▶ Exercise requirements
Using the data below, gather each line that includes the word "Debug".

▶ Available data
——————————
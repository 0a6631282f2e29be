//! Resolution of `[[links]]` and `{{images}}` into Markdown.
//!
//! Targets are never checked against the filesystem. A link to a page that
//! does not exist still produces a well-formed Markdown link.

use regex::Captures;

use super::path::{ASSET_EXTENSION, PAGE_EXTENSION, map_target};

/// What a reference points at.
#[derive(Debug, Clone, Copy, PartialEq, Eq)]
pub enum LinkKind {
    /// Another wiki page; gets the `.md` extension.
    Page,
    /// A media file; keeps its own extension.
    Asset,
}

impl LinkKind {
    const fn extension(self) -> &'static str {
        match self {
            Self::Page => PAGE_EXTENSION,
            Self::Asset => ASSET_EXTENSION,
        }
    }
}

/// Resolves a raw DokuWiki target into a relative Markdown path.
#[must_use]
pub fn resolve(target: &str, kind: LinkKind) -> String {
    map_target(target, kind.extension()).to_string()
}

/// Target and optional label of a link or image construct.
#[derive(Debug, Clone, PartialEq, Eq)]
pub struct LinkReference<'a> {
    /// Raw target exactly as written.
    pub target: &'a str,
    /// Text after the `|`, if any.
    pub label: Option<&'a str>,
}

impl<'a> LinkReference<'a> {
    /// Extracts a reference from a match with `target` and `label_group`
    /// named groups.
    #[must_use]
    pub fn from_captures(caps: &Captures<'a>, label_group: &str) -> Option<Self> {
        let target = caps.name("target")?.as_str();
        let label = caps.name(label_group).map(|m| m.as_str());
        Some(Self { target, label })
    }

    /// `![alt](path)`; a missing alt text becomes an empty label.
    #[must_use]
    pub fn to_image(&self) -> String {
        let alt = self.label.unwrap_or_default();
        format!("![{alt}]({})", resolve(self.target, LinkKind::Asset))
    }

    /// `[label](path.md)`; a missing label falls back to the raw target.
    #[must_use]
    pub fn to_link(&self) -> String {
        let label = self.label.unwrap_or(self.target);
        format!("[{label}]({})", resolve(self.target, LinkKind::Page))
    }
}

#[cfg(test)]
mod tests {
    use super::*;

    #[test]
    fn page_targets_get_md_extension() {
        assert_eq!(resolve("ns:sub:page", LinkKind::Page), "ns/sub/page.md");
    }

    #[test]
    fn asset_targets_keep_their_extension() {
        assert_eq!(resolve("ns:img.png", LinkKind::Asset), "ns/img.png");
    }

    #[test]
    fn link_with_label() {
        let reference = LinkReference {
            target: "ns:sub:page",
            label: Some("Label"),
        };
        assert_eq!(reference.to_link(), "[Label](ns/sub/page.md)");
    }

    #[test]
    fn link_label_defaults_to_target() {
        let reference = LinkReference {
            target: "start",
            label: None,
        };
        assert_eq!(reference.to_link(), "[start](start.md)");
    }

    #[test]
    fn image_without_alt_has_empty_label() {
        let reference = LinkReference {
            target: "ns:img.png",
            label: None,
        };
        assert_eq!(reference.to_image(), "![](ns/img.png)");
    }

    #[test]
    fn dangling_targets_are_not_errors() {
        let reference = LinkReference {
            target: "does:not:exist",
            label: Some("gone"),
        };
        assert_eq!(reference.to_link(), "[gone](does/not/exist.md)");
    }
}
——————————
▶ Exercise solution
#[derive(Debug, Clone, Copy, PartialEq, Eq)]
#[derive(Debug, Clone, PartialEq, Eq)]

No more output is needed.